Balkanlarda husule gelen bu günkü şekk (şüphe) ve tereddüd politikasının saik olan sahayı harbe atıf nazar edince ve hele evvelde liyejonumuz gibi ahenin hutût müstahkemeyi (istihkâm hattı) birkaç gün içinde zir ü zeber (altüst) ederek ta Paris kapılarına kadar dayanan Almanların ağleb-i ihtimal (büyük olasılık) şevk-i galebe ile biraz fazlaca ileri atılmaları mucibi tehlike görülüp almış olduğu yerlerden biraz geri çekilmek suretiyle yeni bir cebhe teşkil ederek Fransızları çevirmeğe kalkıştıkları ve Fransızların da bilmukabele Almanların sağ cenahlarını çevirmeğe çalıştıkları ve şu suretle bir taraftan muhafazayı hayat ve mevcudiyetin ancak ihraz (kazanç) edeceği galibiyete vabeste (bağlı) olduğunu takdir ve şimdiye kadar düşman topraklarını galibane çiğnemekle takviyeyi menviyet (niyet) etmiş, diğer taraftan bu güne kadar düşman önünden çekilerek menviyeti (niyet) duçar vehn (uyuşuk) olmuş fakat payitahtlarının kapısı önüne gelince az çok uruk (ırk) hamiyetini isyana gelmiş ve bir taraftan da Afrika ve Hindistan’dan celb olunan taze kuvvetler ile yeniden kesbi hayat eylemiş iki ordunun, ordu değil bir taraftan Germen diğer taraftan Fransız, İngiliz, Belçika akvamının savletleri devam ede gelmekte ve cereyan vukuuna nazaran neticeyi katiyenin bir ati karibde husülü de mümkün görülmemektedir.
Mahrukenin diğer sahifesi olan şark sahnesine gelince bir taraftan Almanya’nın şark Prusya kumandanı General Hindenburg Rusların tarihlerine bir umacı heyeti ve kıyafetinde dâhil olarak beşikteki Rus çocuklarının “Hindenburg geliyor” nidası ile vasıtayı serbiyesi olacak kadar muvaffakıyetler gösterdiği diğer taraftan da Avusturyalıların Galiçya’da Rusların pek müthiş tefavvuk (üstünlük) adedisine karşı harika nüma (gösteren) müdafaalar icra ettiği muhakkak bulunmaktadır.
Bütün bu vikayı Japonya’nın itilaf meselesi, Hindistan’ın ihtilal suretiyle Germen ittihadiyine karşı vuku bulan melanetleri de dâhil hesap edilerek nazari im’âna (çok dikkatli bakmak) alınır ise sekine (sakinlik) dünyanın azim ve ateşin bir inkılâp içinde tebdili şekil ve heyet, bekada büyük muhaceretler neticesinde tebdili memalik edeceklerinin gayet kavi bir ihtimal dâhilinde olduğu anlaşılır.
Bu hercü merc umumiyenin neticesi ne olur ise olsun.
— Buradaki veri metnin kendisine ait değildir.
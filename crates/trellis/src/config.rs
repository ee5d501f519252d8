//! Configuration types for Trellis model compilation.
//!
//! All types implement [`serde::Deserialize`] so they can be loaded from
//! external sources such as TOML files. Every field has a default, so an
//! empty document is a valid configuration.
//!
//! # Example
//!
//! ```
//! # use trellis::config::AppConfig;
//! let config = AppConfig::default();
//! assert_eq!(config.input().extension(), "puml");
//! assert_eq!(config.model().namespace_separator(), "::");
//! ```

use serde::Deserialize;

use trellis_parser::{DEFAULT_NAMESPACE_SEPARATOR, ParseConfig};

/// Top-level application configuration.
#[derive(Debug, Clone, Default, Deserialize)]
pub struct AppConfig {
    /// Input selection section.
    #[serde(default)]
    input: InputConfig,

    /// Model construction section.
    #[serde(default)]
    model: ModelConfig,
}

impl AppConfig {
    /// Creates a new [`AppConfig`] from its sections.
    pub fn new(input: InputConfig, model: ModelConfig) -> Self {
        Self { input, model }
    }

    /// Returns the input configuration.
    pub fn input(&self) -> &InputConfig {
        &self.input
    }

    /// Returns the model configuration.
    pub fn model(&self) -> &ModelConfig {
        &self.model
    }

    /// Builds the parser configuration these settings describe.
    pub fn parse_config(&self) -> ParseConfig {
        ParseConfig::default().with_namespace_separator(self.model.namespace_separator.clone())
    }
}

/// Which files a directory walk selects.
#[derive(Debug, Clone, Deserialize)]
pub struct InputConfig {
    /// File extension of diagram sources, without the dot.
    #[serde(default = "default_extension")]
    extension: String,

    /// Whether symbolic links are followed while walking.
    #[serde(default)]
    follow_links: bool,
}

impl Default for InputConfig {
    fn default() -> Self {
        Self {
            extension: default_extension(),
            follow_links: false,
        }
    }
}

impl InputConfig {
    /// Creates a new [`InputConfig`].
    ///
    /// # Arguments
    ///
    /// * `extension` - File extension of diagram sources, without the dot.
    /// * `follow_links` - Whether symbolic links are followed.
    pub fn new(extension: impl Into<String>, follow_links: bool) -> Self {
        Self {
            extension: extension.into(),
            follow_links,
        }
    }

    pub fn extension(&self) -> &str {
        &self.extension
    }

    pub fn follow_links(&self) -> bool {
        self.follow_links
    }
}

/// How the model is shaped.
#[derive(Debug, Clone, Deserialize)]
pub struct ModelConfig {
    /// Separator written between segments of qualified names.
    #[serde(default = "default_namespace_separator")]
    namespace_separator: String,
}

impl Default for ModelConfig {
    fn default() -> Self {
        Self {
            namespace_separator: default_namespace_separator(),
        }
    }
}

impl ModelConfig {
    pub fn new(namespace_separator: impl Into<String>) -> Self {
        Self {
            namespace_separator: namespace_separator.into(),
        }
    }

    pub fn namespace_separator(&self) -> &str {
        &self.namespace_separator
    }
}

fn default_extension() -> String {
    "puml".to_string()
}

fn default_namespace_separator() -> String {
    DEFAULT_NAMESPACE_SEPARATOR.to_string()
}

#[cfg(test)]
mod tests {
    use super::*;

    #[test]
    fn test_empty_document_uses_defaults() {
        let config: AppConfig = toml::from_str("").unwrap();
        assert_eq!(config.input().extension(), "puml");
        assert!(!config.input().follow_links());
        assert_eq!(config.model().namespace_separator(), "::");
    }

    #[test]
    fn test_partial_sections() {
        let config: AppConfig = toml::from_str(
            r#"
            [input]
            extension = "uml"

            [model]
            namespace_separator = "."
            "#,
        )
        .unwrap();

        assert_eq!(config.input().extension(), "uml");
        assert!(!config.input().follow_links());
        assert_eq!(config.parse_config().namespace_separator(), ".");
    }
}
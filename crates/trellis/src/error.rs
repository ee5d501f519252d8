//! Error types for Trellis operations.
//!
//! Parsing itself never fails: malformed lines are skipped. This module
//! provides [`TrellisError`] for everything around it, such as reading
//! inputs, walking directories, loading configuration and exporting the
//! finished model.

use std::{io, path::PathBuf};

use thiserror::Error;

/// The main error type for Trellis operations.
#[derive(Debug, Error)]
pub enum TrellisError {
    #[error("I/O error: {0}")]
    Io(#[from] io::Error),

    #[error("Failed to walk `{}`: {message}", path.display())]
    Walk { path: PathBuf, message: String },

    #[error("Configuration error: {0}")]
    Config(String),

    #[error("Export error: {0}")]
    Export(#[from] serde_json::Error),
}

impl From<walkdir::Error> for TrellisError {
    fn from(err: walkdir::Error) -> Self {
        let path = err.path().map(PathBuf::from).unwrap_or_default();
        match err.into_io_error() {
            Some(io_err) if path.as_os_str().is_empty() => Self::Io(io_err),
            Some(io_err) => Self::Walk {
                path,
                message: io_err.to_string(),
            },
            None => Self::Walk {
                path,
                message: "filesystem loop detected".to_string(),
            },
        }
    }
}
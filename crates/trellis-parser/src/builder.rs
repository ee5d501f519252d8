//! Folding diagram sources into a model.

use log::{debug, trace};

use trellis_core::semantic::{EntityKind, Model, RelationKind};

use crate::{
    config::ParseConfig,
    extract::{Feature, extract_feature},
    resolve::{normalize_qualified, resolve_relation},
    scanner::{LineEvent, TypeOpen, scan_line},
    scope::{FrameKind, ScopeStack},
    symbols::SymbolTable,
};

/// Counts of what happened to the lines of one source.
#[derive(Debug, Clone, Copy, Default, PartialEq, Eq)]
pub struct SourceStats {
    /// Lines that produced an event.
    pub recognized: usize,
    /// Blank, comment, and unrecognized lines.
    pub skipped: usize,
    /// Feature lines that appeared outside any type.
    pub orphaned: usize,
    /// Blocks still open when the source ended.
    pub unclosed: usize,
}

/// Builds a [`Model`] from one or more diagram sources.
///
/// The builder owns the symbol table shared by every source. Each call to
/// [`parse_source`](Self::parse_source) scans one source from a fresh
/// scope, so blocks never leak between sources. Sources are folded in call
/// order, and that order is visible in the model: entities appear in
/// first-reference order and every list keeps discovery order.
///
/// Parsing is not idempotent. Feeding the same source twice appends its
/// relations, members and methods a second time.
///
/// # Examples
///
/// ```
/// use trellis_parser::{ModelBuilder, ParseConfig};
///
/// let mut builder = ModelBuilder::new(ParseConfig::default());
/// builder.parse_source("shapes.puml", "interface Shape {\n+area(): float\n}");
/// builder.parse_source("circle.puml", "Circle ..|> Shape");
///
/// let model = builder.finish();
/// assert_eq!(model.get("Circle").unwrap().implements(), ["Shape"]);
/// ```
#[derive(Debug, Default)]
pub struct ModelBuilder {
    config: ParseConfig,
    symbols: SymbolTable,
}

impl ModelBuilder {
    /// Create a new builder with an empty symbol table.
    pub fn new(config: ParseConfig) -> Self {
        Self {
            config,
            symbols: SymbolTable::new(),
        }
    }

    /// Scans one source and folds it into the symbol table.
    ///
    /// # Arguments
    ///
    /// * `source_id` - Identifier recorded in each touched entity's source files.
    /// * `text` - The source contents.
    pub fn parse_source(&mut self, source_id: &str, text: &str) -> SourceStats {
        let mut scope = ScopeStack::default();
        let mut stats = SourceStats::default();

        for (index, line) in text.lines().enumerate() {
            let line_no = index + 1;
            match scan_line(line) {
                Some(event) => {
                    trace!(source = source_id, line = line_no, event:?; "Classified line");
                    stats.recognized += 1;
                    self.apply(source_id, &mut scope, event, &mut stats);
                }
                None => {
                    trace!(source = source_id, line = line_no; "Skipped line");
                    stats.skipped += 1;
                }
            }
        }

        stats.unclosed = scope.depth();
        if !scope.is_empty() {
            debug!(source = source_id, open_blocks = scope.depth(); "Source ended with open blocks");
        }
        debug!(
            source = source_id,
            recognized = stats.recognized,
            skipped = stats.skipped,
            entities = self.symbols.len();
            "Source parsed"
        );

        stats
    }

    /// Returns the symbol table built so far.
    pub fn symbols(&self) -> &SymbolTable {
        &self.symbols
    }

    /// Finalizes the builder into a read-only [`Model`].
    pub fn finish(self) -> Model {
        self.symbols.into_model()
    }

    fn apply(
        &mut self,
        source_id: &str,
        scope: &mut ScopeStack,
        event: LineEvent<'_>,
        stats: &mut SourceStats,
    ) {
        match event {
            LineEvent::NamespaceOpen { name, closed } => {
                scope.push(FrameKind::Namespace, name);
                if closed {
                    scope.pop();
                }
            }
            LineEvent::TypeOpen(open) => self.open_type(source_id, scope, open),
            LineEvent::Relation {
                source,
                arrow,
                target,
            } => self.add_relation(source_id, source, arrow, target),
            LineEvent::Feature { visibility, text } => {
                let Some(owner) = scope.current_type() else {
                    trace!(source = source_id, text; "Feature outside of a type");
                    stats.orphaned += 1;
                    return;
                };
                let Some(entity) = self.symbols.get_mut(owner) else {
                    return;
                };
                match extract_feature(text) {
                    Feature::Member(member) => entity.add_member(visibility, member),
                    Feature::Method(method) => entity.add_method(visibility, method),
                }
            }
            LineEvent::BlockClose => match scope.pop() {
                Some(frame) => {
                    trace!(kind:? = frame.kind(), name = frame.name(); "Closed block");
                }
                None => debug!(source = source_id; "Ignoring `}}` with no open block"),
            },
        }
    }

    fn open_type(&mut self, source_id: &str, scope: &mut ScopeStack, open: TypeOpen<'_>) {
        let namespaces = scope.namespace_path();
        let separator = self.config.namespace_separator();
        let entity = self
            .symbols
            .ensure(open.name, open.kind, &namespaces, source_id);

        if let Some(base) = open.extends {
            entity.add_relation(RelationKind::Inherits, normalize_qualified(base, separator));
        }
        for interface in open.implements {
            entity.add_relation(
                RelationKind::Implements,
                normalize_qualified(interface, separator),
            );
        }

        scope.push(FrameKind::Type, open.name);
        if open.closed {
            scope.pop();
        }
    }

    fn add_relation(&mut self, source_id: &str, source: &str, arrow: &str, target: &str) {
        self.symbols
            .ensure(source, EntityKind::Class, &[], source_id);
        let target_kind = self
            .symbols
            .ensure(target, EntityKind::Class, &[], source_id)
            .kind();

        let kind = resolve_relation(arrow, target_kind);
        trace!(source, arrow, target, kind:% = kind; "Resolved relation");

        self.symbols
            .ensure(source, EntityKind::Class, &[], source_id)
            .add_relation(kind, target);
    }
}
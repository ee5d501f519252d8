//! CLI logic for the Trellis model compiler.
//!
//! This module contains the core CLI logic: load configuration, compile
//! the input into a model, and write the model as JSON.

pub mod error_adapter;

mod args;
mod config;

pub use args::Args;

use std::fs;

use log::info;

use trellis::{ModelCompiler, TrellisError, export};

/// Run the Trellis CLI application
///
/// This function compiles the input directory or file into a model and
/// writes the model as JSON to the output file.
///
/// # Arguments
///
/// * `args` - Command-line arguments
///
/// # Errors
///
/// Returns `TrellisError` for:
/// - Configuration loading errors
/// - Directory traversal errors
/// - File I/O errors
/// - Export errors
pub fn run(args: &Args) -> Result<(), TrellisError> {
    info!(
        input_path = args.input,
        output_path = args.output;
        "Compiling model"
    );

    // Load configuration
    let app_config = config::load_config(args.config.as_ref())?;

    // Compile the model
    let compiler = ModelCompiler::new(app_config);
    let model = compiler.compile_path(&args.input)?;

    // Write output file
    let json = export::to_json(&model)?;
    fs::write(&args.output, json)?;

    info!(output_file = args.output, entities_count = model.len(); "Model exported successfully");

    Ok(())
}
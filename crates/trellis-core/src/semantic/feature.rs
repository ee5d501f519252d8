//! Members, methods, and the closed vocabularies attached to them.

use std::fmt;

use serde::{Serialize, Serializer, ser::SerializeMap};

/// Access level of a member or method.
#[derive(Debug, Clone, Copy, PartialEq, Eq, Hash, Serialize)]
#[serde(rename_all = "lowercase")]
pub enum Visibility {
    Public,
    Protected,
    Private,
}

impl Visibility {
    /// All visibilities, in the order renderers emit them.
    pub const ALL: [Visibility; 3] = [
        Visibility::Public,
        Visibility::Protected,
        Visibility::Private,
    ];

    /// Maps a feature mark to its visibility.
    ///
    /// `+` is public, `#` is protected and `-` is private. Any other
    /// character has no visibility.
    ///
    /// # Examples
    ///
    /// ```
    /// use trellis_core::semantic::Visibility;
    ///
    /// assert_eq!(Visibility::from_mark('#'), Some(Visibility::Protected));
    /// assert_eq!(Visibility::from_mark('~'), None);
    /// ```
    pub fn from_mark(mark: char) -> Option<Self> {
        match mark {
            '+' => Some(Visibility::Public),
            '#' => Some(Visibility::Protected),
            '-' => Some(Visibility::Private),
            _ => None,
        }
    }

    pub fn as_str(&self) -> &'static str {
        match self {
            Visibility::Public => "public",
            Visibility::Protected => "protected",
            Visibility::Private => "private",
        }
    }
}

impl fmt::Display for Visibility {
    fn fmt(&self, f: &mut fmt::Formatter<'_>) -> fmt::Result {
        f.write_str(self.as_str())
    }
}

/// Ordered lists of features, one list per [`Visibility`].
///
/// Lists are append-only and keep discovery order.
#[derive(Debug, Clone, PartialEq, Eq, Serialize)]
pub struct ByVisibility<T> {
    public: Vec<T>,
    protected: Vec<T>,
    private: Vec<T>,
}

impl<T> Default for ByVisibility<T> {
    fn default() -> Self {
        Self {
            public: Vec::new(),
            protected: Vec::new(),
            private: Vec::new(),
        }
    }
}

impl<T> ByVisibility<T> {
    /// Returns the features declared with `visibility`.
    pub fn get(&self, visibility: Visibility) -> &[T] {
        match visibility {
            Visibility::Public => &self.public,
            Visibility::Protected => &self.protected,
            Visibility::Private => &self.private,
        }
    }

    /// Appends a feature to the list for `visibility`.
    pub fn push(&mut self, visibility: Visibility, item: T) {
        match visibility {
            Visibility::Public => self.public.push(item),
            Visibility::Protected => self.protected.push(item),
            Visibility::Private => self.private.push(item),
        }
    }

    /// Iterates over every visibility together with its features.
    pub fn iter(&self) -> impl Iterator<Item = (Visibility, &[T])> {
        Visibility::ALL.into_iter().map(|v| (v, self.get(v)))
    }

    /// Total number of features across all visibilities.
    pub fn len(&self) -> usize {
        self.public.len() + self.protected.len() + self.private.len()
    }

    pub fn is_empty(&self) -> bool {
        self.len() == 0
    }
}

/// A method stereotype from the closed vocabulary understood by renderers.
#[derive(Debug, Clone, Copy, PartialEq, Eq, Hash)]
pub enum Stereotype {
    Virtual,
    /// Pure virtual (`= 0`).
    Virtual0,
    Override,
    Const,
    Noexcept,
}

impl Stereotype {
    pub const ALL: [Stereotype; 5] = [
        Stereotype::Virtual,
        Stereotype::Virtual0,
        Stereotype::Override,
        Stereotype::Const,
        Stereotype::Noexcept,
    ];

    /// Looks up a stereotype by the word used inside `<<...>>`.
    pub fn from_name(name: &str) -> Option<Self> {
        match name {
            "virtual" => Some(Stereotype::Virtual),
            "virtual_0" => Some(Stereotype::Virtual0),
            "override" => Some(Stereotype::Override),
            "const" => Some(Stereotype::Const),
            "noexcept" => Some(Stereotype::Noexcept),
            _ => None,
        }
    }

    pub fn as_str(&self) -> &'static str {
        match self {
            Stereotype::Virtual => "virtual",
            Stereotype::Virtual0 => "virtual_0",
            Stereotype::Override => "override",
            Stereotype::Const => "const",
            Stereotype::Noexcept => "noexcept",
        }
    }

    fn index(self) -> usize {
        self as usize
    }
}

impl fmt::Display for Stereotype {
    fn fmt(&self, f: &mut fmt::Formatter<'_>) -> fmt::Result {
        f.write_str(self.as_str())
    }
}

/// Presence flags for every [`Stereotype`].
///
/// Serializes as a map from stereotype word to boolean, always containing
/// all five words.
#[derive(Debug, Clone, Copy, Default, PartialEq, Eq)]
pub struct Stereotypes([bool; Stereotype::ALL.len()]);

impl Stereotypes {
    /// Builds the flag set from stereotype words, ignoring words outside
    /// the vocabulary.
    ///
    /// # Examples
    ///
    /// ```
    /// use trellis_core::semantic::{Stereotype, Stereotypes};
    ///
    /// let flags = Stereotypes::from_names(["const", "inline"]);
    /// assert!(flags.is_set(Stereotype::Const));
    /// assert!(!flags.is_set(Stereotype::Override));
    /// ```
    pub fn from_names<'a>(names: impl IntoIterator<Item = &'a str>) -> Self {
        let mut flags = Self::default();
        for stereotype in names.into_iter().filter_map(Stereotype::from_name) {
            flags.set(stereotype);
        }
        flags
    }

    pub fn set(&mut self, stereotype: Stereotype) {
        self.0[stereotype.index()] = true;
    }

    pub fn is_set(&self, stereotype: Stereotype) -> bool {
        self.0[stereotype.index()]
    }

    /// Returns `true` if at least one stereotype is present.
    pub fn any(&self) -> bool {
        self.0.iter().any(|flag| *flag)
    }

    /// Iterates over the full vocabulary with each word's presence.
    pub fn iter(&self) -> impl Iterator<Item = (Stereotype, bool)> + '_ {
        Stereotype::ALL.into_iter().map(|s| (s, self.is_set(s)))
    }
}

impl Serialize for Stereotypes {
    fn serialize<S: Serializer>(&self, serializer: S) -> Result<S::Ok, S::Error> {
        let mut map = serializer.serialize_map(Some(Stereotype::ALL.len()))?;
        for (stereotype, present) in self.iter() {
            map.serialize_entry(stereotype.as_str(), &present)?;
        }
        map.end()
    }
}

/// A data member of a class or interface.
#[derive(Debug, Clone, PartialEq, Eq, Serialize)]
pub struct Member {
    /// The declaration text with stereotypes removed.
    declaration: String,
    name: String,
    #[serde(rename = "type")]
    type_name: Option<String>,
}

impl Member {
    /// Creates a member from its raw declaration and structured parts.
    pub fn new(
        declaration: impl Into<String>,
        name: impl Into<String>,
        type_name: Option<String>,
    ) -> Self {
        Self {
            declaration: declaration.into(),
            name: name.into(),
            type_name,
        }
    }

    /// Returns the declaration text as written.
    pub fn declaration(&self) -> &str {
        &self.declaration
    }

    pub fn name(&self) -> &str {
        &self.name
    }

    /// Returns the declared type, if the declaration named one.
    pub fn type_name(&self) -> Option<&str> {
        self.type_name.as_deref()
    }
}

/// A method of a class or interface.
#[derive(Debug, Clone, PartialEq, Eq, Serialize)]
pub struct Method {
    return_type: String,
    name: String,
    /// Raw parameter declarations, in order.
    params: Vec<String>,
    stereotypes: Stereotypes,
}

impl Method {
    /// Return type used when a declaration names none.
    pub const DEFAULT_RETURN_TYPE: &'static str = "void";

    pub fn new(
        return_type: impl Into<String>,
        name: impl Into<String>,
        params: Vec<String>,
        stereotypes: Stereotypes,
    ) -> Self {
        Self {
            return_type: return_type.into(),
            name: name.into(),
            params,
            stereotypes,
        }
    }

    pub fn return_type(&self) -> &str {
        &self.return_type
    }

    pub fn name(&self) -> &str {
        &self.name
    }

    pub fn params(&self) -> &[String] {
        &self.params
    }

    pub fn stereotypes(&self) -> Stereotypes {
        self.stereotypes
    }
}

#[cfg(test)]
mod tests {
    use super::*;

    #[test]
    fn test_visibility_from_mark() {
        assert_eq!(Visibility::from_mark('+'), Some(Visibility::Public));
        assert_eq!(Visibility::from_mark('#'), Some(Visibility::Protected));
        assert_eq!(Visibility::from_mark('-'), Some(Visibility::Private));
        assert_eq!(Visibility::from_mark('~'), None);
    }

    #[test]
    fn test_by_visibility_keeps_order_per_list() {
        let mut lists = ByVisibility::default();
        lists.push(Visibility::Private, "a");
        lists.push(Visibility::Public, "b");
        lists.push(Visibility::Private, "c");

        assert_eq!(lists.get(Visibility::Private), ["a", "c"]);
        assert_eq!(lists.get(Visibility::Public), ["b"]);
        assert!(lists.get(Visibility::Protected).is_empty());
        assert_eq!(lists.len(), 3);
    }

    #[test]
    fn test_stereotype_names_round_trip() {
        for stereotype in Stereotype::ALL {
            assert_eq!(Stereotype::from_name(stereotype.as_str()), Some(stereotype));
        }
        assert_eq!(Stereotype::from_name("static"), None);
    }

    #[test]
    fn test_stereotypes_serialize_full_vocabulary() {
        let flags = Stereotypes::from_names(["override"]);
        let json = serde_json::to_value(flags).unwrap();

        assert_eq!(
            json,
            serde_json::json!({
                "virtual": false,
                "virtual_0": false,
                "override": true,
                "const": false,
                "noexcept": false,
            })
        );
    }

    #[test]
    fn test_member_serializes_type_key() {
        let member = Member::new("std::string name", "name", Some("std::string".to_string()));
        let json = serde_json::to_value(&member).unwrap();

        assert_eq!(
            json,
            serde_json::json!({
                "declaration": "std::string name",
                "name": "name",
                "type": "std::string",
            })
        );
    }

    #[test]
    fn test_default_stereotypes_are_all_false() {
        let flags = Stereotypes::default();
        assert!(!flags.any());
        assert!(flags.iter().all(|(_, present)| !present));
    }
}
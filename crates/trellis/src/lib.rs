//! Trellis - compile class diagram sources into an architecture model.
//!
//! Reads line-oriented class diagram text (`namespace`, `class` and
//! `interface` blocks with member, method and relation lines), merges the
//! declarations contributed by every input file, and produces one
//! cross-referenced [`semantic::Model`] for renderers to consume.

pub mod config;
pub mod export;

mod error;

pub use trellis_core::semantic;

pub use error::TrellisError;

use std::{
    fs,
    path::{Path, PathBuf},
};

use log::{debug, info, trace};
use walkdir::WalkDir;

use trellis_parser::ModelBuilder;

use config::AppConfig;
use semantic::Model;

/// Compiler from diagram sources to a [`Model`].
///
/// # Examples
///
/// ```rust
/// use trellis::{ModelCompiler, config::AppConfig};
///
/// let compiler = ModelCompiler::new(AppConfig::default());
///
/// let model = compiler.compile_sources([
///     ("shape.puml", "interface Shape {\n+area(): float\n}"),
///     ("circle.puml", "Circle --|> Shape"),
/// ]);
///
/// let circle = model.get("Circle").expect("Circle is referenced");
/// assert_eq!(circle.implements(), ["Shape"]);
///
/// // Or use default config
/// let compiler = ModelCompiler::default();
/// ```
#[derive(Default)]
pub struct ModelCompiler {
    config: AppConfig,
}

impl ModelCompiler {
    /// Create a new compiler with the given configuration.
    ///
    /// # Arguments
    ///
    /// * `config` - Application configuration including input and model settings
    pub fn new(config: AppConfig) -> Self {
        Self { config }
    }

    /// Compile in-memory sources into a model.
    ///
    /// Sources are `(source_id, text)` pairs and are folded in the given
    /// order; that order decides entity kinds and list order in the model.
    ///
    /// # Arguments
    ///
    /// * `sources` - Source identifiers and contents
    pub fn compile_sources<'a, I>(&self, sources: I) -> Model
    where
        I: IntoIterator<Item = (&'a str, &'a str)>,
    {
        let mut builder = ModelBuilder::new(self.config.parse_config());
        for (source_id, text) in sources {
            builder.parse_source(source_id, text);
        }
        builder.finish()
    }

    /// Compile every diagram source under `root` into a model.
    ///
    /// `root` may be a directory, walked recursively for files with the
    /// configured extension, or a single file. Files are read and folded
    /// one at a time, in file-name order.
    ///
    /// # Arguments
    ///
    /// * `root` - Directory or file to compile
    ///
    /// # Errors
    ///
    /// Returns `TrellisError` for:
    /// - Directory traversal errors
    /// - File read errors
    pub fn compile_path(&self, root: impl AsRef<Path>) -> Result<Model, TrellisError> {
        let root = root.as_ref();
        info!(root = root.display().to_string(); "Compiling model");

        let files = self.discover(root)?;
        info!(files_count = files.len(); "Discovered diagram sources");

        let mut builder = ModelBuilder::new(self.config.parse_config());
        for path in &files {
            let source_id = path.display().to_string();
            let text = fs::read_to_string(path)?;
            let stats = builder.parse_source(&source_id, &text);
            trace!(source = source_id, stats:?; "Folded source");
        }

        let model = builder.finish();
        info!(entities_count = model.len(); "Model compiled");
        Ok(model)
    }

    /// Returns the configuration this compiler was created with.
    pub fn config(&self) -> &AppConfig {
        &self.config
    }

    fn discover(&self, root: &Path) -> Result<Vec<PathBuf>, TrellisError> {
        if root.is_file() {
            return Ok(vec![root.to_path_buf()]);
        }

        let input = self.config.input();
        let mut files = Vec::new();
        for entry in WalkDir::new(root)
            .follow_links(input.follow_links())
            .sort_by_file_name()
        {
            let entry = entry?;
            if !entry.file_type().is_file() {
                continue;
            }
            let path = entry.path();
            if path.extension().and_then(|ext| ext.to_str()) == Some(input.extension()) {
                debug!(path = path.display().to_string(); "Found diagram source");
                files.push(path.to_path_buf());
            }
        }
        Ok(files)
    }
}
//! Command-line argument definitions for the Trellis CLI.
//!
//! This module defines the [`Args`] structure parsed from the command line
//! using [`clap`]. Arguments control input/output paths, configuration file
//! selection, and logging verbosity.

use clap::Parser;

/// Command-line arguments for the Trellis model compiler
#[derive(Parser, Debug)]
#[command(author, version, about, long_about = None)]
pub struct Args {
    /// Directory (searched recursively) or single diagram file to compile
    #[arg(help = "Path to the input directory or file")]
    pub input: String,

    /// Path to the output JSON model file
    #[arg(short, long, default_value = "model.json")]
    pub output: String,

    /// Path to configuration file (TOML)
    #[arg(short, long)]
    pub config: Option<String>,

    /// Log level (off, error, warn, info, debug, trace)
    #[arg(long, default_value = "info")]
    pub log_level: String,
}
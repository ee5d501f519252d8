//! Semantic model types.
//!
//! This module contains the symbolic model produced by compiling diagram
//! sources. The model is keyed by unqualified entity name and records, for
//! every class or interface, its namespace path, hierarchy relations, and
//! its members and methods grouped by visibility.
//!
//! # Pipeline Position
//!
//! ```text
//! Source Files
//!     ↓ scanner (one line at a time)
//! Line Events
//!     ↓ scope tracking + resolution + extraction
//! Semantic Model (these types)
//!     ↓ export
//! JSON / templates
//! ```
//!
//! # Organization
//!
//! - [`entity`] - [`Entity`], [`EntityKind`], [`RelationKind`], [`include_guard`]
//! - [`feature`] - Members and methods: [`Member`], [`Method`], [`Visibility`], [`Stereotypes`]
//! - [`model`] - The finalized [`Model`]

pub mod entity;
pub mod feature;
pub mod model;

pub use entity::*;
pub use feature::*;
pub use model::*;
Yani Almanların zaferi ile bütün Avrupa’nın bu güne kadar hoppalıkla idare olunan medeniyeti: Yarın Almanlara has bir ciddiyetle tebdili câme (giysi) ve ahlak etsin veyahut itilaf meselesinin galebesiyle bu günkü medeniyet nim vahşi bir kıvamın bazdayı (tekrar) tefevvuk olsun; İtiraf edelim ki asırlardan beri pek fena muhafaza edilmiş güzel ve müstesna bir iklimin, memleketimizin inkılâp hazırdan – mütenebbih (uyanan) ve kuvvetli bulmadığımız halde – az ve çok müteessir olacağı tabiidir.
Bu dakikayı göz önünde tutan hükümet bitaraflığı ile beraber umumi seferberliğini ilan etmiş ve cereyanı vukuata muntazır kalmıştır. Medeniyeti Balkanların bu güne kadar muhafaza ettiği sükûnu medeniyet Türkiye’nin şü vaz’ sakin ve muhibine medyundur.
Bu hal ne vakte kadar devam edecektir? Takibi vukuat bizi arzumuz hilafına bir muharebeye sevk edecek midir? Bu hususta birçok ihtimâlat var ise de serde ve eseri bahsimiz haricindedir. Yalnız söylemek istediğimiz şey; bu günkü vaziyetin ehemmiyetini, mantık Balkan harbi faciandan almış olduğu ne kadar dersi intibah var ise; Kâffesinin yemi tatbikin hulul etmiş olduğunu anlatmaktır. Çünkü bugün hükümet şimdiye kadar girmemiş olduğu bir derecede masarifi harbiyenin bar müthiş altına girdi. Fark arada mermi sarfiyatının noksanındadır. Yoksa büyük bir harp için her ne masraf lazım ise kâffesi ihtiyar olunuyor.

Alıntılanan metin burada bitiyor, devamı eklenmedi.